I answered what I knew the answer for. I have no idea about kde and its apps,
never used it, as I said, I use Xfce. And on my laptop I use Openbox. On both
of them I too switch between desktops/windows with my keyboard. I tried
AwesomeWM once for a moment (very hyped recently), but pure tile seems too
crazy for me and by their nature those wms are very raw out of the box (read:
nothing there. DIY).

> i'm sorry, but that doesn't explain why you'd want to use one, unless you
> have a really slow machine.

It's one of those things where there isn't one true answer, it's just a matter
of preference - good looking 'desktop metaphor' or highly script-customizable
tiles. There should probably be some religious battles about it in the deep
meanders of the interwebs. The most flagship usage of decent tilers is those
sysadmin dudes with 40 terminals on 5 monitors rotating them all around
between a dozen of workspaces like mad.
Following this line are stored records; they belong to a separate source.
use crate::error::ModelError;
use uuid::Uuid;

/// Opaque, store-assigned identifier of a catalog entry (movie or series).
///
/// Identifiers travel through captions as plain tokens, so they are kept as
/// strings rather than parsed UUIDs. Stores mint new ones with
/// [`CatalogId::generate`].
#[derive(Debug, Clone, PartialEq, Eq, PartialOrd, Ord, Hash)]
#[cfg_attr(feature = "serde", derive(serde::Serialize, serde::Deserialize))]
#[cfg_attr(feature = "serde", serde(transparent))]
pub struct CatalogId(String);

impl CatalogId {
    pub fn new(id: impl Into<String>) -> Result<Self, ModelError> {
        let id = id.into();
        if id.is_empty() || id.chars().any(char::is_whitespace) {
            return Err(ModelError::InvalidEntry(format!(
                "catalog id `{id}` must be a non-empty token"
            )));
        }
        Ok(CatalogId(id))
    }

    /// Mint a fresh time-ordered identifier.
    pub fn generate() -> Self {
        CatalogId(Uuid::now_v7().simple().to_string())
    }

    pub fn as_str(&self) -> &str {
        &self.0
    }
}

impl AsRef<str> for CatalogId {
    fn as_ref(&self) -> &str {
        &self.0
    }
}

impl std::fmt::Display for CatalogId {
    fn fmt(&self, f: &mut std::fmt::Formatter<'_>) -> std::fmt::Result {
        write!(f, "{}", self.0)
    }
}

impl std::str::FromStr for CatalogId {
    type Err = ModelError;

    fn from_str(s: &str) -> Result<Self, Self::Err> {
        CatalogId::new(s)
    }
}

#[cfg(test)]
mod tests {
    use super::*;

    #[test]
    fn rejects_blank_and_spaced_ids() {
        assert!(CatalogId::new("").is_err());
        assert!(CatalogId::new("two words").is_err());
        assert_eq!(CatalogId::new("abc").unwrap().as_str(), "abc");
    }

    #[test]
    fn generated_ids_are_caption_safe() {
        let id = CatalogId::generate();
        assert_eq!(id.as_str().len(), 32);
        assert!(CatalogId::new(id.as_str()).is_ok());
    }
}
#![allow(dead_code)]

use std::sync::Arc;
use std::sync::atomic::{AtomicUsize, Ordering};
use std::time::Duration;

use async_trait::async_trait;
use reelshelf_core::ingest::{IngestSettings, IngestionService};
use reelshelf_core::store::{
    ContentStore, InMemoryContentStore, StoreError, StoreResult,
};
use reelshelf_model::{
    CatalogEntry, CatalogId, EpisodeNumber, EpisodeRecord, NewCatalogEntry,
    SeasonNumber,
};

pub fn series_fields(title: &str) -> NewCatalogEntry {
    NewCatalogEntry {
        title: title.to_string(),
        title_alt: format!("{title} (alt)"),
        year: 2012,
        external_rating: 7.8,
    }
}

/// Series entry with a fixed id, for captions written out by hand.
pub fn series_entry(id: &str, title: &str) -> CatalogEntry {
    series_fields(title)
        .into_series(CatalogId::new(id).expect("valid id"))
        .expect("valid series")
}

pub async fn memory_store_with(ids: &[&str]) -> InMemoryContentStore {
    InMemoryContentStore::with_entries(
        ids.iter().map(|id| series_entry(id, &format!("Series {id}"))),
    )
}

pub fn caption(id: &str, season: u16, episode: u16) -> String {
    format!("id:{id} season:{season} episode:{episode}")
}

pub fn catalog_id(id: &str) -> CatalogId {
    CatalogId::new(id).expect("valid id")
}

pub fn season(n: u16) -> SeasonNumber {
    SeasonNumber::new(n).expect("positive season")
}

pub fn episode(n: u16) -> EpisodeNumber {
    EpisodeNumber::new(n).expect("positive episode")
}

pub fn service<S: ContentStore>(store: S) -> Arc<IngestionService<S>> {
    Arc::new(IngestionService::new(
        Arc::new(store),
        IngestSettings::default(),
    ))
}

/// Store whose existence check takes `delay`, simulating a slow backend
/// while the season guard is held.
pub struct SlowStore {
    pub inner: InMemoryContentStore,
    pub delay: Duration,
}

#[async_trait]
impl ContentStore for SlowStore {
    async fn exists(
        &self,
        catalog_id: &CatalogId,
        season: SeasonNumber,
        episode: EpisodeNumber,
    ) -> StoreResult<bool> {
        tokio::time::sleep(self.delay).await;
        self.inner.exists(catalog_id, season, episode).await
    }

    async fn insert_episode(
        &self,
        catalog_id: &CatalogId,
        season: SeasonNumber,
        episode: EpisodeNumber,
        record: EpisodeRecord,
    ) -> StoreResult<()> {
        self.inner
            .insert_episode(catalog_id, season, episode, record)
            .await
    }

    async fn get_catalog_entry(
        &self,
        catalog_id: &CatalogId,
    ) -> StoreResult<Option<CatalogEntry>> {
        self.inner.get_catalog_entry(catalog_id).await
    }
}

/// Store that fails the first `failures` inserts with a backend error.
pub struct FlakyStore {
    pub inner: InMemoryContentStore,
    pub failures: AtomicUsize,
}

impl FlakyStore {
    pub fn new(inner: InMemoryContentStore, failures: usize) -> Self {
        Self {
            inner,
            failures: AtomicUsize::new(failures),
        }
    }
}

#[async_trait]
impl ContentStore for FlakyStore {
    async fn exists(
        &self,
        catalog_id: &CatalogId,
        season: SeasonNumber,
        episode: EpisodeNumber,
    ) -> StoreResult<bool> {
        self.inner.exists(catalog_id, season, episode).await
    }

    async fn insert_episode(
        &self,
        catalog_id: &CatalogId,
        season: SeasonNumber,
        episode: EpisodeNumber,
        record: EpisodeRecord,
    ) -> StoreResult<()> {
        let remaining = self.failures.load(Ordering::SeqCst);
        if remaining > 0 {
            self.failures.store(remaining - 1, Ordering::SeqCst);
            return Err(StoreError::Backend("disk quota exceeded".into()));
        }
        self.inner
            .insert_episode(catalog_id, season, episode, record)
            .await
    }

    async fn get_catalog_entry(
        &self,
        catalog_id: &CatalogId,
    ) -> StoreResult<Option<CatalogEntry>> {
        self.inner.get_catalog_entry(catalog_id).await
    }
}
I use 4 to 7 workspaces tops on a
single monitor in xfce and openbox, while f.ex. awesomewm sets default
workspaces to 9, I think that says pretty much about the workflow of the
tiling userbase.

tldr: idk, whatever floats your boat.

------
SoftwareMaven
I've been thinking about trying a tiling window manager, since I despise using
the touchpad on my ThinkPad and Emacs and my MBA's touchpad have spoiled me on
never really moving my hands from the keyboard. I thought about xmonad but now
is not the time I want to spend diving into Haskell.

This seems like a great middle ground. I'll be trying it this week.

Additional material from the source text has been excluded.